2. Resistance coefficient, Cf, is calculated from the *ITTC-'57 Standard Skin Friction Line for each instant of the shell speed variation using the instantaneous value of Reynolds' number, itself subject to variation in fluid density and viscosity with change in composition and temperature. To Cf is added an allowance, (Cw= 0.0002; Scragg & Nelson), for wave resistance and one, (Cv= 1.0 +(0.0097 *2(1/2 bow angle)), for form resistance.
With correct knowledge of hull form characteristics this method permits automatic adjustment for change in hull displacement (wetted surface) with weight thus making possible comparisons of boats with differing live and dead weight loads.
This, however, depends in turn upon accurate knowledge of the hull block, Cb, and prismatic, Cp, coefficients. I have good values for Cb and Cp only for eights (from Scragg and Nelson); and pretty good values for fours and quads (estimated from Lazauskas); but nothing at all (not even good values of Kw) for doubles, pairs, or singles.

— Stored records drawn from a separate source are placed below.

use async_trait::async_trait;
use thiserror::Error;

use crate::models::api::{CreatePortfolioRequest, PortfolioResponse, RecommendationResponse};

#[derive(Debug, Error)]
pub enum ApiError {
    #[error("network error: {0}")]
    Network(String),

    #[error("bad response ({status}): {body}")]
    BadStatus { status: u16, body: String },

    #[error("parse error: {0}")]
    Parse(String),

    #[error("unauthorized")]
    Unauthorized,
}

/// The remote advisor backend, seen from the client core.
///
/// Everything the portfolio lifecycle does over the network goes through
/// this trait so tests can substitute a scripted implementation; the
/// production implementation is `HttpAdvisorApi`.
#[async_trait]
pub trait AdvisorApi: Send + Sync {
    async fn create_portfolio(
        &self,
        request: &CreatePortfolioRequest,
    ) -> Result<PortfolioResponse, ApiError>;

    async fn fetch_user_portfolios(&self, user_id: &str)
        -> Result<Vec<PortfolioResponse>, ApiError>;

    async fn update_portfolio(
        &self,
        api_id: &str,
        body: &PortfolioResponse,
    ) -> Result<PortfolioResponse, ApiError>;

    async fn delete_portfolio(&self, api_id: &str) -> Result<(), ApiError>;

    /// Submits a market-insight URL for analysis against a portfolio.
    async fn analyze_insight(
        &self,
        portfolio_id: &str,
        market_insight_url: &str,
    ) -> Result<RecommendationResponse, ApiError>;

    /// Executes previously recommended trading actions server-side.
    async fn execute_actions(
        &self,
        portfolio_id: &str,
        actions: &[crate::models::api::TradingAction],
    ) -> Result<(), ApiError>;
}
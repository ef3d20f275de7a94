use serde::{Deserialize, Serialize};

use crate::errors::AppError;

/// Answers collected by the onboarding questionnaire.
///
/// The enumerated fields are kept as free strings on purpose: the scorer
/// applies a documented permissive-defaulting policy for values it does not
/// recognize instead of rejecting them, so the type does not constrain them
/// to a closed enum.
#[derive(Debug, Clone, Serialize, Deserialize, PartialEq)]
#[serde(rename_all = "camelCase")]
pub struct QuestionnaireAnswers {
    pub goal: String,
    pub time_horizon: String,
    pub risk_tolerance: String,
    pub experience: String,
    pub income: String,
    pub net_worth: String,
    pub liquidity_needs: String,
    pub insights_opt_in: String,
    #[serde(default, skip_serializing_if = "Option::is_none")]
    pub sectors: Option<Vec<String>>,
    #[serde(default, skip_serializing_if = "Option::is_none")]
    pub restrictions: Option<Vec<String>>,
}

pub const MAX_SECTORS: usize = 2;
pub const MAX_RESTRICTIONS: usize = 3;

/// Sentinel meaning "the user explicitly picked nothing".
pub const NONE_SENTINEL: &str = "none";

impl QuestionnaireAnswers {
    /// Rejects structurally invalid answer sets before they reach the
    /// scoring and allocation stages. Unknown enum values pass here; the
    /// downstream components default them.
    pub fn validate(&self) -> Result<(), AppError> {
        let required = [
            ("goal", &self.goal),
            ("timeHorizon", &self.time_horizon),
            ("riskTolerance", &self.risk_tolerance),
            ("experience", &self.experience),
            ("income", &self.income),
            ("netWorth", &self.net_worth),
            ("liquidityNeeds", &self.liquidity_needs),
            ("insightsOptIn", &self.insights_opt_in),
        ];
        for (field, value) in required {
            if value.trim().is_empty() {
                return Err(AppError::Validation(format!("{} is required", field)));
            }
        }
        if let Some(sectors) = &self.sectors {
            if Self::selected(sectors).count() > MAX_SECTORS {
                return Err(AppError::Validation(format!(
                    "At most {} sectors may be selected",
                    MAX_SECTORS
                )));
            }
        }
        if let Some(restrictions) = &self.restrictions {
            if Self::selected(restrictions).count() > MAX_RESTRICTIONS {
                return Err(AppError::Validation(format!(
                    "At most {} restrictions may be selected",
                    MAX_RESTRICTIONS
                )));
            }
        }
        Ok(())
    }

    /// Sector picks with the "none" sentinel filtered out.
    pub fn selected_sectors(&self) -> Vec<&str> {
        self.sectors
            .as_deref()
            .map(|s| Self::selected(s).collect())
            .unwrap_or_default()
    }

    /// Restriction picks with the "none" sentinel filtered out.
    pub fn selected_restrictions(&self) -> Vec<&str> {
        self.restrictions
            .as_deref()
            .map(|r| Self::selected(r).collect())
            .unwrap_or_default()
    }

    fn selected(values: &[String]) -> impl Iterator<Item = &str> {
        values
            .iter()
            .map(String::as_str)
            .filter(|v| !v.eq_ignore_ascii_case(NONE_SENTINEL))
    }
}
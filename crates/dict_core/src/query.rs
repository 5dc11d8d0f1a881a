use url::Url;

/// Search endpoint queried for every word.
pub const SEARCH_ENDPOINT: &str = "http://www.google.com/search";

/// Builds the definition-search URL for a word.
///
/// The remote serves definition markup for a `q=define:{word}` query.
/// Reserved characters in the word are percent-encoded.
pub fn definition_query_url(word: &str) -> Url {
    let mut url = Url::parse(SEARCH_ENDPOINT).expect("static endpoint parses");
    url.query_pairs_mut()
        .append_pair("q", &format!("define:{word}"));
    url
}
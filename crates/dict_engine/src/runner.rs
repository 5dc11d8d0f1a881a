use std::time::Duration;

use async_trait::async_trait;
use dict_core::{definition_query_url, DefinitionResult, JobSpec};
use harvest_logging::{harvest_info, harvest_warn};
use thiserror::Error;

use crate::decode::decode_page;
use crate::extract::DefinitionExtractor;
use crate::fetch::PageFetcher;
use crate::persist::PersistError;
use crate::store::ResultStore;
use crate::types::WordFailure;

/// Default courtesy delay between requests.
pub const DEFAULT_PACING_DELAY: Duration = Duration::from_secs(2);

/// Waits before each outbound request.
#[async_trait]
pub trait Pacer: Send + Sync {
    async fn pause(&self);
}

/// Production pacing: a fixed delay so the remote's abuse defenses stay
/// quiet.
pub struct FixedDelayPacer {
    delay: Duration,
}

impl FixedDelayPacer {
    pub fn new(delay: Duration) -> Self {
        Self { delay }
    }
}

impl Default for FixedDelayPacer {
    fn default() -> Self {
        Self::new(DEFAULT_PACING_DELAY)
    }
}

#[async_trait]
impl Pacer for FixedDelayPacer {
    async fn pause(&self) {
        tokio::time::sleep(self.delay).await;
    }
}

/// Pacing for tests: no waiting.
pub struct NoDelayPacer;

#[async_trait]
impl Pacer for NoDelayPacer {
    async fn pause(&self) {}
}

/// One word the job gave up on, with the reason preserved.
#[derive(Debug)]
pub struct SkippedWord {
    pub index: usize,
    pub word: String,
    pub failure: WordFailure,
}

/// What one job run did.
#[derive(Debug)]
pub struct JobSummary {
    pub job_number: u32,
    pub first_index: usize,
    pub words_in_job: usize,
    pub recorded: usize,
    pub skipped: Vec<SkippedWord>,
}

#[derive(Debug, Error)]
pub enum JobError {
    #[error("cannot persist results: {0}")]
    Persist(#[from] PersistError),
}

/// Drives one job: paces, fetches, decodes, extracts, and persists word by
/// word, strictly in sequence. Per-word failures are logged and skipped;
/// only a persistence failure aborts the run.
pub struct JobRunner {
    fetcher: Box<dyn PageFetcher>,
    extractor: Box<dyn DefinitionExtractor>,
    pacer: Box<dyn Pacer>,
}

impl JobRunner {
    pub fn new(
        fetcher: Box<dyn PageFetcher>,
        extractor: Box<dyn DefinitionExtractor>,
        pacer: Box<dyn Pacer>,
    ) -> Self {
        Self {
            fetcher,
            extractor,
            pacer,
        }
    }

    pub async fn run(
        &self,
        spec: JobSpec,
        words: &[String],
        store: &mut ResultStore,
    ) -> Result<JobSummary, JobError> {
        let range = spec.word_range(words.len());
        let mut summary = JobSummary {
            job_number: spec.number(),
            first_index: range.start,
            words_in_job: range.len(),
            recorded: 0,
            skipped: Vec::new(),
        };

        harvest_info!(
            "job {}: words {}..{} of {}",
            spec.number(),
            range.start,
            range.end,
            words.len()
        );

        for (offset, word) in words[range.clone()].iter().enumerate() {
            let index = range.start + offset;

            // Unconditional, applied before every request including the first.
            self.pacer.pause().await;

            harvest_info!(
                "word {}/{}: looking up {word:?}",
                offset + 1,
                summary.words_in_job
            );

            match self.harvest_word(word).await {
                Ok(html) => {
                    store.record(DefinitionResult::new(index, word.clone(), html))?;
                    summary.recorded += 1;
                }
                Err(failure) => {
                    harvest_warn!("skipping {word:?}: {failure}");
                    summary.skipped.push(SkippedWord {
                        index,
                        word: word.clone(),
                        failure,
                    });
                }
            }
        }

        harvest_info!(
            "job {} complete: {} recorded, {} skipped",
            summary.job_number,
            summary.recorded,
            summary.skipped.len()
        );
        Ok(summary)
    }

    /// Fetch, decode, and extract one word. An empty extraction is a valid
    /// outcome and is recorded as an empty entry.
    async fn harvest_word(&self, word: &str) -> Result<String, WordFailure> {
        let url = definition_query_url(word);
        let output = self.fetcher.fetch(&url).await.map_err(WordFailure::Fetch)?;
        let page = decode_page(&output.bytes, output.metadata.content_type.as_deref())
            .map_err(WordFailure::Decode)?;
        Ok(self.extractor.extract(&page.html).html)
    }
}
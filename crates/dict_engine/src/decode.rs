use encoding_rs::{Encoding, WINDOWS_1252};

#[derive(Debug, Clone, PartialEq, Eq)]
pub struct DecodedPage {
    pub html: String,
    pub encoding_label: String,
}

#[derive(Debug, Clone, thiserror::Error, PartialEq, Eq)]
pub enum DecodeError {
    #[error("failed to decode bytes with {encoding}: {message}")]
    DecodeFailure { encoding: String, message: String },
}

/// Decode raw bytes into UTF-8 using: BOM -> Content-Type charset -> fixed
/// windows-1252 fallback when nothing is declared.
///
/// The fallback matches what the definition pages historically shipped when
/// they omitted a charset.
pub fn decode_page(bytes: &[u8], content_type: Option<&str>) -> Result<DecodedPage, DecodeError> {
    // 1) BOM aware decode using encoding_rs helper
    if let Some((encoding, _)) = Encoding::for_bom(bytes) {
        return decode_with(bytes, encoding);
    }

    // 2) Content-Type header charset
    if let Some(label) = content_type.and_then(extract_charset) {
        if let Some(enc) = Encoding::for_label(label.as_bytes()) {
            return decode_with(bytes, enc);
        }
    }

    // 3) Legacy single-byte default
    decode_with(bytes, WINDOWS_1252)
}

fn extract_charset(content_type: &str) -> Option<String> {
    content_type.split(';').find_map(|part| {
        let (key, value) = part.trim().split_once('=')?;
        if key.trim().eq_ignore_ascii_case("charset") {
            Some(value.trim_matches([' ', '"', '\''].as_ref()).to_string())
        } else {
            None
        }
    })
}

fn decode_with(bytes: &[u8], enc: &'static Encoding) -> Result<DecodedPage, DecodeError> {
    let (text, _, had_errors) = enc.decode(bytes);
    if had_errors {
        return Err(DecodeError::DecodeFailure {
            encoding: enc.name().to_string(),
            message: "decoding error".into(),
        });
    }
    Ok(DecodedPage {
        html: text.into_owned(),
        encoding_label: enc.name().to_string(),
    })
}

Over time huge efforts have been put into the design of racing shells. The field must now be considered virtually mature in that there will be no significant advances in hull design within the current scope of the rules of rowing. However much of the detail of this research seems not generally available to the rowing world.
You can help modeling efforts if you can steer me to good data in this regard. (Sadly, letters to many shell manufacturers did not even elicit an acknowledgement of the letter's receipt).
* The International Towing Tank Conference.